*What this task involves*. Everything in the listing should be restated word for word.

[Start of Attachment]

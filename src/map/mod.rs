//! Concurrent Map Layer
//!
//! Hash and ordered maps on top of the engine chain. The keyspace is split
//! into `2^N` segments by key hash; each segment has its own lock and its
//! own structure records, so operations on different segments never
//! contend.
//!
//! ## Routing
//! ```text
//!   key ──xxh64──► hash
//!                   │
//!        ┌──────────┴───────────┐
//!   hash & (segments-1)    hash >> 32
//!   = segment index        = bucket bits (hash map only)
//! ```
//!
//! ## Locking
//! - reads: shared segment lock
//! - value-only updates: upgradable lock (readers still proceed)
//! - inserts/removes that change layout: exclusive lock
//! - `len` / iteration: segments one at a time in index order, so the
//!   result is weakly consistent
//!
//! No structure is cached in memory; everything is read back through the
//! engine, which keeps maps correct across `rollback`. A map created inside
//! a transaction that is later rolled back must be reopened: every segment
//! record carries the map's id, and a handle whose segment record was freed
//! or reused fails with `StaleMap`.

mod catalog;
mod hash;
mod segment;
mod tree;

use std::sync::atomic::{AtomicU64, Ordering};
use std::sync::Arc;
use std::time::{SystemTime, UNIX_EPOCH};

use parking_lot::RwLockWriteGuard;
use serde::de::DeserializeOwned;
use serde::{Deserialize, Serialize};
use xxhash_rust::xxh64::xxh64;

use crate::config::Config;
use crate::engine::Engine;
use crate::error::{EmberError, Result};
use crate::store::Recid;

pub use catalog::{Catalog, MapKind};
pub use hash::HashMap;
pub use segment::{Access, SegmentLock};
pub use tree::TreeMap;

const HASH_SEED: u64 = 0x656d_6265_726b_7600;

/// Stable 64-bit key hash
pub fn hash_key(key: &[u8]) -> u64 {
    xxh64(key, HASH_SEED)
}

/// Map root record: one structure record per segment
#[derive(Debug, Clone, Serialize, Deserialize)]
struct MapRoot {
    id: u64,
    segments: Vec<Recid>,
}

/// Per-segment structure record, tagged with the id of its map
trait SegmentRecord: DeserializeOwned {
    fn map_id(&self) -> u64;
}

/// Unique per map created by this process, and unlikely to repeat across runs
fn new_map_id() -> u64 {
    static COUNTER: AtomicU64 = AtomicU64::new(0);
    let nanos = SystemTime::now()
        .duration_since(UNIX_EPOCH)
        .map(|d| d.as_nanos() as u64)
        .unwrap_or(0);
    let count = COUNTER.fetch_add(1, Ordering::Relaxed);
    let mut seed = [0u8; 24];
    seed[..8].copy_from_slice(&nanos.to_le_bytes());
    seed[8..16].copy_from_slice(&count.to_le_bytes());
    seed[16..].copy_from_slice(&u64::from(std::process::id()).to_le_bytes());
    xxh64(&seed, HASH_SEED)
}

/// Exclusive hold on one segment, for tests and diagnostics
pub struct SegmentHold<'a> {
    _guard: RwLockWriteGuard<'a, Recid>,
}

/// The segment locks of one map, each guarding its structure record
struct SegmentTable {
    segments: Vec<SegmentLock<Recid>>,
    mask: u64,
    map_id: u64,
    /// Trace every map operation
    log: bool,
}

impl SegmentTable {
    fn new(map_id: u64, roots: Vec<Recid>, fair: bool, log: bool) -> Result<Self> {
        if roots.is_empty() || !roots.len().is_power_of_two() {
            return Err(EmberError::Storage(format!(
                "map has {} segments, expected a power of two",
                roots.len()
            )));
        }
        let mask = roots.len() as u64 - 1;
        Ok(Self {
            segments: roots
                .into_iter()
                .map(|root| SegmentLock::new(root, fair))
                .collect(),
            mask,
            map_id,
            log,
        })
    }

    /// Load a segment record, failing if it no longer belongs to this map
    fn load<T: SegmentRecord>(&self, engine: &dyn Engine, recid: Recid) -> Result<T> {
        let record: T = match load(engine, recid) {
            Ok(record) => record,
            Err(EmberError::RecordNotFound(_)) | Err(EmberError::Serialization(_)) => {
                return Err(EmberError::StaleMap(recid))
            }
            Err(e) => return Err(e),
        };
        if record.map_id() != self.map_id {
            return Err(EmberError::StaleMap(recid));
        }
        Ok(record)
    }

    fn index_of(&self, hash: u64) -> usize {
        (hash & self.mask) as usize
    }

    fn for_hash(&self, hash: u64) -> &SegmentLock<Recid> {
        &self.segments[self.index_of(hash)]
    }

    fn len(&self) -> usize {
        self.segments.len()
    }

    fn hold(&self, index: usize) -> SegmentHold<'_> {
        SegmentHold {
            _guard: self.segments[index].hold(),
        }
    }
}

fn encode<T: Serialize>(value: &T) -> Result<Vec<u8>> {
    Ok(bincode::serialize(value)?)
}

fn decode<T: DeserializeOwned>(bytes: &[u8]) -> Result<T> {
    Ok(bincode::deserialize(bytes)?)
}

fn load<T: DeserializeOwned>(engine: &dyn Engine, recid: Recid) -> Result<T> {
    decode(&engine.get(recid)?)
}

/// Create a root record pointing at `segments` fresh segment records
///
/// `new_segment` receives the new map's id to tag each record with.
fn create_root(
    engine: &dyn Engine,
    segments: usize,
    mut new_segment: impl FnMut(u64) -> Result<Vec<u8>>,
) -> Result<Recid> {
    let id = new_map_id();
    let mut roots = Vec::with_capacity(segments);
    for _ in 0..segments {
        roots.push(engine.put(&new_segment(id)?)?);
    }
    engine.put(&encode(&MapRoot { id, segments: roots })?)
}

fn open_segments(
    engine: &dyn Engine,
    root: Recid,
    options: &MapOptions,
) -> Result<SegmentTable> {
    let root: MapRoot = load(engine, root)?;
    SegmentTable::new(root.id, root.segments, options.fair, options.log)
}

/// Per-handle settings taken from the configuration
#[derive(Debug, Clone, Copy, Default)]
pub struct MapOptions {
    /// Fair segment lock hand-off
    pub fair: bool,
    /// Trace every map operation
    pub log: bool,
}

impl MapOptions {
    pub fn from_config(config: &Config) -> Self {
        Self {
            fair: config.lock_fairness,
            log: config.diagnostics.log_maps,
        }
    }
}

/// Handle type returned by the map constructors
pub type SharedEngine = Arc<dyn Engine>;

[End of Attachment]

*Exercise result*.
filename src/map/mod.rs
//! Concurrent Map Layer
//!
//! Hash and ordered maps on top of the engine chain. The keyspace is split
//! into `2^N` segments by key hash; each segment has its own lock and its
//! own structure records, so operations on different segments never
//! contend.
//!
//! ## Routing
//! ```text
//!   key ──xxh64──► hash
//!                   │
//!        ┌──────────┴───────────┐
//!   hash & (segments-1)    hash >> 32
//!   = segment index        = bucket bits (hash map only)
//! ```
//!
//! ## Locking
//! - reads: shared segment lock
//! - value-only updates: upgradable lock (readers still proceed)
//! - inserts/removes that change layout: exclusive lock
//! - `len` / iteration: segments one at a time in index order, so the
//!   result is weakly consistent
//!
//! No structure is cached in memory; everything is read back through the
//! engine, which keeps maps correct across `rollback`. A map created inside
//! a transaction that is later rolled back must be reopened: every segment
//! record carries the map's id, and a handle whose segment record was freed
//! or reused fails with `StaleMap`.

mod catalog;
mod hash;
mod segment;
mod tree;

use std::sync::atomic::{AtomicU64, Ordering};
use std::sync::Arc;
use std::time::{SystemTime, UNIX_EPOCH};

use parking_lot::RwLockWriteGuard;
use serde::de::DeserializeOwned;
use serde::{Deserialize, Serialize};
use xxhash_rust::xxh64::xxh64;

use crate::config::Config;
use crate::engine::Engine;
use crate::error::{EmberError, Result};
use crate::store::Recid;

pub use catalog::{Catalog, MapKind};
pub use hash::HashMap;
pub use segment::{Access, SegmentLock};
pub use tree::TreeMap;

const HASH_SEED: u64 = 0x656d_6265_726b_7600;

/// Stable 64-bit key hash
pub fn hash_key(key: &[u8]) -> u64 {
    xxh64(key, HASH_SEED)
}

/// Map root record: one structure record per segment
#[derive(Debug, Clone, Serialize, Deserialize)]
struct MapRoot {
    id: u64,
    segments: Vec<Recid>,
}

/// Per-segment structure record, tagged with the id of its map
trait SegmentRecord: DeserializeOwned {
    fn map_id(&self) -> u64;
}

/// Unique per map created by this process, and unlikely to repeat across runs
fn new_map_id() -> u64 {
    static COUNTER: AtomicU64 = AtomicU64::new(0);
    let nanos = SystemTime::now()
        .duration_since(UNIX_EPOCH)
        .map(|d| d.as_nanos() as u64)
        .unwrap_or(0);
    let count = COUNTER.fetch_add(1, Ordering::Relaxed);
    let mut seed = [0u8; 24];
    seed[..8].copy_from_slice(&nanos.to_le_bytes());
    seed[8..16].copy_from_slice(&count.to_le_bytes());
    seed[16..].copy_from_slice(&u64::from(std::process::id()).to_le_bytes());
    xxh64(&seed, HASH_SEED)
}

/// Exclusive hold on one segment, for tests and diagnostics
pub struct SegmentHold<'a> {
    _guard: RwLockWriteGuard<'a, Recid>,
}

/// The segment locks of one map, each guarding its structure record
struct SegmentTable {
    segments: Vec<SegmentLock<Recid>>,
    mask: u64,
    map_id: u64,
    /// Trace every map operation
    log: bool,
}

impl SegmentTable {
    fn new(map_id: u64, roots: Vec<Recid>, fair: bool, log: bool) -> Result<Self> {
        if roots.is_empty() || !roots.len().is_power_of_two() {
            return Err(EmberError::Storage(format!(
                "map has {} segments, expected a power of two",
                roots.len()
            )));
        }
        let mask = roots.len() as u64 - 1;
        Ok(Self {
            segments: roots
                .into_iter()
                .map(|root| SegmentLock::new(root, fair))
                .collect(),
            mask,
            map_id,
            log,
        })
    }

    /// Load a segment record, failing if it no longer belongs to this map
    fn load<T: SegmentRecord>(&self, engine: &dyn Engine, recid: Recid) -> Result<T> {
        let record: T = match load(engine, recid) {
            Ok(record) => record,
            Err(EmberError::RecordNotFound(_)) | Err(EmberError::Serialization(_)) => {
                return Err(EmberError::StaleMap(recid))
            }
            Err(e) => return Err(e),
        };
        if record.map_id() != self.map_id {
            return Err(EmberError::StaleMap(recid));
        }
        Ok(record)
    }

    fn index_of(&self, hash: u64) -> usize {
        (hash & self.mask) as usize
    }

    fn for_hash(&self, hash: u64) -> &SegmentLock<Recid> {
        &self.segments[self.index_of(hash)]
    }

    fn len(&self) -> usize {
        self.segments.len()
    }

    fn hold(&self, index: usize) -> SegmentHold<'_> {
        SegmentHold {
            _guard: self.segments[index].hold(),
        }
    }
}

fn encode<T: Serialize>(value: &T) -> Result<Vec<u8>> {
    Ok(bincode::serialize(value)?)
}

fn decode<T: DeserializeOwned>(bytes: &[u8]) -> Result<T> {
    Ok(bincode::deserialize(bytes)?)
}

fn load<T: DeserializeOwned>(engine: &dyn Engine, recid: Recid) -> Result<T> {
    decode(&engine.get(recid)?)
}

/// Create a root record pointing at `segments` fresh segment records
///
/// `new_segment` receives the new map's id to tag each record with.
fn create_root(
    engine: &dyn Engine,
    segments: usize,
    mut new_segment: impl FnMut(u64) -> Result<Vec<u8>>,
) -> Result<Recid> {
    let id = new_map_id();
    let mut roots = Vec::with_capacity(segments);
    for _ in 0..segments {
        roots.push(engine.put(&new_segment(id)?)?);
    }
    engine.put(&encode(&MapRoot { id, segments: roots })?)
}

fn open_segments(
    engine: &dyn Engine,
    root: Recid,
    options: &MapOptions,
) -> Result<SegmentTable> {
    let root: MapRoot = load(engine, root)?;
    SegmentTable::new(root.id, root.segments, options.fair, options.log)
}

/// Per-handle settings taken from the configuration
#[derive(Debug, Clone, Copy, Default)]
pub struct MapOptions {
    /// Fair segment lock hand-off
    pub fair: bool,
    /// Trace every map operation
    pub log: bool,
}

impl MapOptions {
    pub fn from_config(config: &Config) -> Self {
        Self {
            fair: config.lock_fairness,
            log: config.diagnostics.log_maps,
        }
    }
}

/// Handle type returned by the map constructors
pub type SharedEngine = Arc<dyn Engine>;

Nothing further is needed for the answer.